One interesting approach of solving this problem is discussed in this article:


Them are using materialized views to build indexes in background.
Interesting idea, but copying content of the whole table just to be able to build index concurrently seems to be overkill.

This approach seems like a tricky crutch to me. And I agree that it requires a lot of extra work.

I thought about more straightforward ways of solving this problem. It will be nice if we can preserve of of them main postulates of Postgres and other RDBMSes: indexes are just optimization and result of query should not depend on presence of indexes.

First idea is to use inheritance. I have investigated different ways of splitting table into "archival" and "operational" parts, but all of them requiring physical copying of data from one table to another.
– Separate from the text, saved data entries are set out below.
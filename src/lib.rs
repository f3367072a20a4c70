pub mod cli;
pub mod config;
pub mod graphql;
pub mod metadata;
pub mod pipeline;
pub mod record;
pub mod sink;
pub mod subscription;
pub mod target;
use super::queries::{
    Environment, EnvironmentData, Project, ProjectData, ENVIRONMENT_QUERY, PROJECT_QUERY,
};
use async_trait::async_trait;
use serde::de::DeserializeOwned;
use serde::{Deserialize, Serialize};
use std::time::Duration;
use thiserror::Error;

pub const DEFAULT_API_URL: &str = "https://backboard.railway.app/graphql/v2";

#[derive(Debug, Error)]
pub enum ApiError {
    #[error("HTTP request failed: {0}")]
    HttpError(#[from] reqwest::Error),

    #[error("JSON serialization/deserialization failed: {0}")]
    JsonError(#[from] serde_json::Error),

    #[error("API returned error status {status}: {message}")]
    Status { status: u16, message: String },

    #[error("GraphQL errors: {}", .0.join("; "))]
    GraphQl(Vec<String>),

    #[error("response carried no data")]
    MissingData,
}

pub type Result<T> = std::result::Result<T, ApiError>;

/// Read-only queries against the platform's GraphQL API.
#[async_trait]
pub trait PlatformApi: Send + Sync {
    /// Look up an environment, mainly to learn its owning project.
    async fn environment(&self, id: &str) -> Result<Environment>;

    /// Fetch a project with its environments and services.
    async fn project(&self, id: &str) -> Result<Project>;
}

#[derive(Debug, Serialize)]
struct GraphQlRequest<'a> {
    query: &'a str,
    variables: serde_json::Value,
}

#[derive(Debug, Deserialize)]
struct GraphQlResponse<T> {
    data: Option<T>,
    #[serde(default)]
    errors: Vec<GraphQlErrorMessage>,
}

#[derive(Debug, Deserialize)]
struct GraphQlErrorMessage {
    message: String,
}

/// HTTP client for the platform API
#[derive(Debug, Clone)]
pub struct GraphQlClient {
    url: String,
    token: String,
    client: reqwest::Client,
}

impl GraphQlClient {
    pub fn new(url: impl Into<String>, token: impl Into<String>, timeout: Duration) -> Result<Self> {
        let client = reqwest::Client::builder().timeout(timeout).build()?;

        Ok(Self {
            url: url.into(),
            token: token.into(),
            client,
        })
    }

    async fn execute<T: DeserializeOwned>(
        &self,
        query: &str,
        variables: serde_json::Value,
    ) -> Result<T> {
        let request = GraphQlRequest { query, variables };

        let response = self
            .client
            .post(&self.url)
            .bearer_auth(&self.token)
            .json(&request)
            .send()
            .await?;

        if !response.status().is_success() {
            return Err(ApiError::Status {
                status: response.status().as_u16(),
                message: response.text().await.unwrap_or_default(),
            });
        }

        let body = response.bytes().await?;
        decode_response(&body)
    }
}

fn decode_response<T: DeserializeOwned>(body: &[u8]) -> Result<T> {
    let response: GraphQlResponse<T> = serde_json::from_slice(body)?;

    if !response.errors.is_empty() {
        return Err(ApiError::GraphQl(
            response.errors.into_iter().map(|e| e.message).collect(),
        ));
    }

    response.data.ok_or(ApiError::MissingData)
}

#[async_trait]
impl PlatformApi for GraphQlClient {
    async fn environment(&self, id: &str) -> Result<Environment> {
        let data: EnvironmentData = self
            .execute(ENVIRONMENT_QUERY, serde_json::json!({ "id": id }))
            .await?;
        Ok(data.environment)
    }

    async fn project(&self, id: &str) -> Result<Project> {
        let data: ProjectData = self
            .execute(PROJECT_QUERY, serde_json::json!({ "id": id }))
            .await?;
        Ok(data.project)
    }
}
Another idea is to use partial indexes (http://www.postgresql.org/docs/current/static/indexes-partial.html) Assume that we have stream of input data where each record have increased timestamp:

  create table t(
     ts timestamp primary key,
     c1 real,
     c2 integer,
     c3 varchar,
     cN char(5)

We want to provide the highest insert speed for "t" but provide indexes for c1..cN fields.
We can declared partial indexes:

  create index idx1 on t(c1) where ts < '20/01/2016';
  create index idx2 on t(c2) where ts < '20/01/2016';
  create index idxN on t(cN) where ts < '20/01/2016';

As far as this indexes do not cover current date, them will not be affected during insert operations.
But we can still efficiently run queries like

  select * from t where c1>100 and ts < '20/01/2016';

Then, in background, may be at night, we can do

  alter index idx1 where ts < '21/01/2016';

This idea sounds very interesting to me.

Please notice that such alter table statement, changing condition for partial index, is not supported now.

Don't you think, that this feature could be used in a very wrong way? Do not take it as criticism, just a bit of thoughts.

But I do not see any principle problems with supporting such construction.
We should just include in the index all records which match new condition and do not match old condition:

   ts < '21/01/2016' and not (ts < '20/01/2016')

If there is index for "ts" field it can be done quite efficiently.
This approach doesn't cause contradictions with concepts of indexes in RDBMS.

But there is one more problem with this approach with I think should be addressed. Right now optimizer builds the following execution plan for query with partial indexes:

postgres=# explain select * from t where c1 < 10 and ts < '20/01/2016'::timestamp;
                                                  QUERY PLAN
 Bitmap Heap Scan on t  (cost=7.20..732.14 rows=12263 width=12)
Recheck Cond: ((c1 < '10'::double precision) AND (ts < '2016-01-20 00:00:00'::timestamp without time zone))
   ->  Bitmap Index Scan on idx1  (cost=0.00..4.13 rows=12263 width=0)
         Index Cond: (c1 < '10'::double precision)
(4 rows)

As you can see optimizer insert recheck in query execution plan while it is not needed in this case: search condition is exactly the same as partial index condition.
Optimal plan should be:

   Index Scan using idx1 on t (cost=0.00..4.13 rows=12263 width=0)
   Index Cond: (c1 < '10'::double precision)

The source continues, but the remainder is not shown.